2. Linebackers coach Travis Williams
Even when he’s not recruiting his own position, Travis Williams is helping the Tigers from a recruiting standpoint.
Williams locked up the two linebackers he wanted in this class — Zakoby McClain and Michael Harris — but he didn’t stop there. With a lessened need for immediate linebacker help, Williams was tasked with finding prospects from his recruiting territories and getting them to Auburn, even if he wasn’t going to be their position coach.
That happened with prospects such as Matthew Hill, Quindarious Monday, Christian Tutt, Richard Jibunor, Roger McCreary and Josh Marsh. Yes, Williams is an ace recruiter at his own position, which will show itself in full form during the 2019 cycle, but he’s done a complete job of helping other position groups.
1. Wide receivers coach Kodi Burns
Kodi Burns silenced any remaining recruiting critics during the 2018 cycle.
After the 2017 class, the common complaint was that Auburn only took one true wide receiver, and it was 3-star Noah Igbinoghene who chose Auburn over Duke and Notre Dame. Burns picked up some criticism because of his youth and an underwhelming opening recruiting cycle. But most of that had to do with the star-studded receiver class the Tigers took the year before Burns’ arrival.
He corrected the script in the 2018 class.
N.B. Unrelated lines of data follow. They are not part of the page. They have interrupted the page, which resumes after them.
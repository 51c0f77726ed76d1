//! Manual break enforcement.
//!
//! Authors mark "start a new page here" with a force-break class. The
//! driver already honors markers on direct body children; this pass finds
//! markers buried inside containers and splits the container around them so
//! the marker still starts a page.

use crate::config::{Markers, PaginationConfig};
use crate::dom::{Document, NodeId};

use super::content_pages;
use super::shell::{insert_page_after, PageParts};

/// A force-break marker with nothing inside it.
pub fn is_bare_marker(doc: &Document, node: NodeId, markers: &Markers) -> bool {
    doc.has_any_class(node, &markers.force_break) && !doc.has_content(node)
}

/// Act on the first marker (document order) that is preceded by content on
/// its page. Returns whether the tree changed; callers re-invoke until it
/// reports `false`.
pub fn enforce_manual_breaks(doc: &mut Document, config: &PaginationConfig) -> bool {
    let markers = &config.markers;
    for page in content_pages(doc, markers) {
        if !doc.is_attached(page) {
            continue;
        }
        let parts = PageParts::resolve(doc, page, markers);
        for (index, child) in doc.element_children(parts.body).into_iter().enumerate() {
            if index > 0 && doc.has_any_class(child, &markers.force_break) {
                split_at_direct_marker(doc, &parts, child, config);
                return true;
            }
            let nested: Vec<NodeId> = doc
                .descendants(child)
                .into_iter()
                .filter(|&n| doc.has_any_class(n, &markers.force_break))
                .collect();
            for marker in nested {
                if index > 0 || content_precedes(doc, child, marker, config) {
                    split_at_nested_marker(doc, &parts, child, marker, config);
                    return true;
                }
            }
        }
    }
    false
}

/// Whether anything printable sits before `marker` inside `container`.
/// Wrappers on the path down to the marker and bare markers don't count.
fn content_precedes(doc: &Document, container: NodeId, marker: NodeId, config: &PaginationConfig) -> bool {
    for node in doc.descendants(container) {
        if node == marker {
            return false;
        }
        if doc.is_ancestor_of(node, marker) {
            continue;
        }
        if doc.is_element(node) {
            if !is_bare_marker(doc, node, &config.markers) {
                return true;
            }
        } else if !doc.is_blank(node) {
            return true;
        }
    }
    false
}

/// Where a page that opens at `marker` starts. A bare marker is removed,
/// together with any bare markers right behind it, and the page starts at
/// the next real sibling; `None` when nothing follows.
pub fn break_start(doc: &mut Document, marker: NodeId, markers: &Markers) -> Option<NodeId> {
    if !is_bare_marker(doc, marker, markers) {
        return Some(marker);
    }
    let mut start = None;
    for sibling in doc.following_siblings(marker) {
        if doc.is_blank(sibling) {
            continue;
        }
        if is_bare_marker(doc, sibling, markers) {
            doc.remove(sibling);
            continue;
        }
        start = Some(sibling);
        break;
    }
    doc.remove(marker);
    start
}

fn split_at_direct_marker(doc: &mut Document, parts: &PageParts, marker: NodeId, config: &PaginationConfig) {
    if let Some(start) = break_start(doc, marker, &config.markers) {
        let shell = insert_page_after(doc, parts, &config.markers);
        doc.move_from(start, shell.body);
        log::debug!("manual break: moved content from {start:?} to new page {:?}", shell.page);
    }
}

fn split_at_nested_marker(
    doc: &mut Document,
    parts: &PageParts,
    container: NodeId,
    marker: NodeId,
    config: &PaginationConfig,
) {
    let markers = &config.markers;
    let after_container = doc.following_siblings(container);

    // Peel the marker and everything after it out of each ancestor, up to
    // and including the container, into a chain of shallow clones.
    let mut head = marker;
    let mut level = doc.parent(marker).unwrap_or(container);
    let top_clone = loop {
        let clone = doc.clone_shallow(level);
        doc.remove_attr(clone, "id");
        doc.move_from(head, clone);
        doc.insert_after(level, clone);
        let parent = doc.parent(level);
        if !doc.has_content(level) {
            doc.remove(level);
        }
        if level == container {
            break clone;
        }
        head = clone;
        level = parent.unwrap_or(container);
    };

    if doc.has_content(marker) {
        doc.remove_classes(marker, &markers.force_break);
    } else {
        let mut empty = doc.parent(marker);
        doc.remove(marker);
        while let Some(node) = empty {
            if doc.has_content(node) {
                break;
            }
            let up = doc.parent(node);
            doc.remove(node);
            if node == top_clone {
                break;
            }
            empty = up;
        }
    }

    let start = if doc.is_attached(top_clone) {
        Some(top_clone)
    } else {
        after_container.into_iter().find(|&n| doc.is_attached(n))
    };
    if let Some(start) = start {
        let shell = insert_page_after(doc, parts, markers);
        doc.move_from(start, shell.body);
        log::debug!("manual break: split container at nested marker onto page {:?}", shell.page);
    }
}

#[cfg(test)]
mod tests {
    use super::*;
    use crate::dom::html;

    fn run(markup: &str) -> (String, bool) {
        let config = PaginationConfig::default();
        let mut doc = html::parse(markup).unwrap();
        let changed = enforce_manual_breaks(&mut doc, &config);
        (html::serialize(&doc), changed)
    }

    #[test]
    fn nested_marker_splits_its_container() {
        let (out, changed) = run(
            r#"<div class="page"><div class="page-body"><section><p>a</p><div class="page-break"><p>b</p></div><p>c</p></section><p>d</p></div></div>"#,
        );
        assert!(changed);
        assert_eq!(
            out,
            r#"<div class="page"><div class="page-body"><section><p>a</p></section></div></div><div class="page"><div class="page-body"><section><div><p>b</p></div><p>c</p></section><p>d</p></div></div>"#
        );
    }

    #[test]
    fn empty_marker_is_dropped_with_its_wrappers() {
        let (out, changed) = run(
            r#"<div class="page"><div class="page-body"><section><p>a</p><div><span class="page-break"></span></div></section><p>d</p></div></div>"#,
        );
        assert!(changed);
        assert_eq!(
            out,
            r#"<div class="page"><div class="page-body"><section><p>a</p></section></div></div><div class="page"><div class="page-body"><p>d</p></div></div>"#
        );
    }

    #[test]
    fn direct_marker_after_content_starts_new_page() {
        let (out, changed) = run(
            r#"<div class="page"><div class="page-body"><p>a</p><div class="page-break"></div><p>b</p></div></div>"#,
        );
        assert!(changed);
        assert_eq!(
            out,
            r#"<div class="page"><div class="page-body"><p>a</p></div></div><div class="page"><div class="page-body"><p>b</p></div></div>"#
        );
    }

    #[test]
    fn marker_already_at_top_is_left_alone() {
        let markup = r#"<div class="page"><div class="page-body"><section><div class="page-break"><p>b</p></div></section><p>c</p></div></div>"#;
        let (out, changed) = run(markup);
        assert!(!changed);
        assert_eq!(out, markup);
    }

    #[test]
    fn later_marker_in_a_container_is_enforced() {
        let (out, changed) = run(
            r#"<div class="page"><div class="page-body"><section><div class="page-break"><p id="b">b</p></div><p id="c">c</p><div class="page-break"><p id="d">d</p></div></section></div></div>"#,
        );
        assert!(changed);
        assert_eq!(
            out,
            r#"<div class="page"><div class="page-body"><section><div class="page-break"><p id="b">b</p></div><p id="c">c</p></section></div></div><div class="page"><div class="page-body"><section><div><p id="d">d</p></div></section></div></div>"#
        );
    }

    #[test]
    fn markers_inside_a_leading_marker_are_enforced() {
        let (out, changed) = run(
            r#"<div class="page"><div class="page-body"><div class="page-break"><p>a</p><div class="page-break"><p>b</p></div></div></div></div>"#,
        );
        assert!(changed);
        assert_eq!(
            out,
            r#"<div class="page"><div class="page-body"><div class="page-break"><p>a</p></div></div></div><div class="page"><div class="page-body"><div class="page-break"><div><p>b</p></div></div></div></div>"#
        );
    }

    #[test]
    fn enforcement_settles_after_every_marker_fired() {
        let config = PaginationConfig::default();
        let mut doc = html::parse(
            r#"<div class="page"><div class="page-body"><section><div class="page-break"><p>b</p></div><p>c</p><div class="page-break"><p>d</p></div><p>e</p><div class="page-break"><p>f</p></div></section></div></div>"#,
        )
        .unwrap();
        let mut fired = 0;
        while enforce_manual_breaks(&mut doc, &config) {
            fired += 1;
            assert!(fired < 10, "manual breaks keep firing");
        }
        assert_eq!(fired, 2);
        assert_eq!(content_pages(&doc, &config.markers).len(), 3);
    }

    #[test]
    fn bare_marker_start_skips_following_bare_markers() {
        let markers = Markers::default();
        let mut doc = html::parse(
            r#"<div id="body"><p>a</p><div id="m" class="page-break"></div> <div class="page-break"></div><p id="b">b</p></div>"#,
        )
        .unwrap();
        let marker = doc.element_by_id("m").unwrap();
        let start = break_start(&mut doc, marker, &markers);
        assert_eq!(start, doc.element_by_id("b"));
        assert_eq!(html::serialize(&doc), r#"<div id="body"><p>a</p> <p id="b">b</p></div>"#);

        let mut doc = html::parse(r#"<div><p>a</p><div id="m" class="page-break"></div></div>"#).unwrap();
        let marker = doc.element_by_id("m").unwrap();
        assert_eq!(break_start(&mut doc, marker, &markers), None);
        assert_eq!(html::serialize(&doc), "<div><p>a</p></div>");
    }

    #[test]
    fn only_the_first_marker_fires_per_call() {
        let config = PaginationConfig::default();
        let mut doc = html::parse(
            r#"<div class="page"><div class="page-body"><p>a</p><div class="page-break"><p>b</p></div><p>c</p><div class="page-break"><p>d</p></div></div></div>"#,
        )
        .unwrap();
        assert!(enforce_manual_breaks(&mut doc, &config));
        assert_eq!(content_pages(&doc, &config.markers).len(), 2);
        assert!(enforce_manual_breaks(&mut doc, &config));
        assert_eq!(content_pages(&doc, &config.markers).len(), 3);
        assert!(!enforce_manual_breaks(&mut doc, &config));
    }

    #[test]
    fn cover_pages_are_not_considered() {
        let config = PaginationConfig::default();
        let mut doc = html::parse(
            r#"<div class="page cover"><div class="page-body"><p>a</p><div class="page-break"><p>b</p></div></div></div>"#,
        )
        .unwrap();
        assert!(!enforce_manual_breaks(&mut doc, &config));
    }
}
Matthew Hill, Seth Williams, Shedrick Jackson and Anthony Schwartz make up one of the best wide receiver classes in the nation. All four bring immediate-impact ability in a variety of different ways. Also, even though Auburn missed, the fact the Tigers also finished second for prospects such as Justyn Ross and Ja’Marr Chase — despite four highly-rated guys already committed — is a testament to Burns’ ability to relate to high school prospects.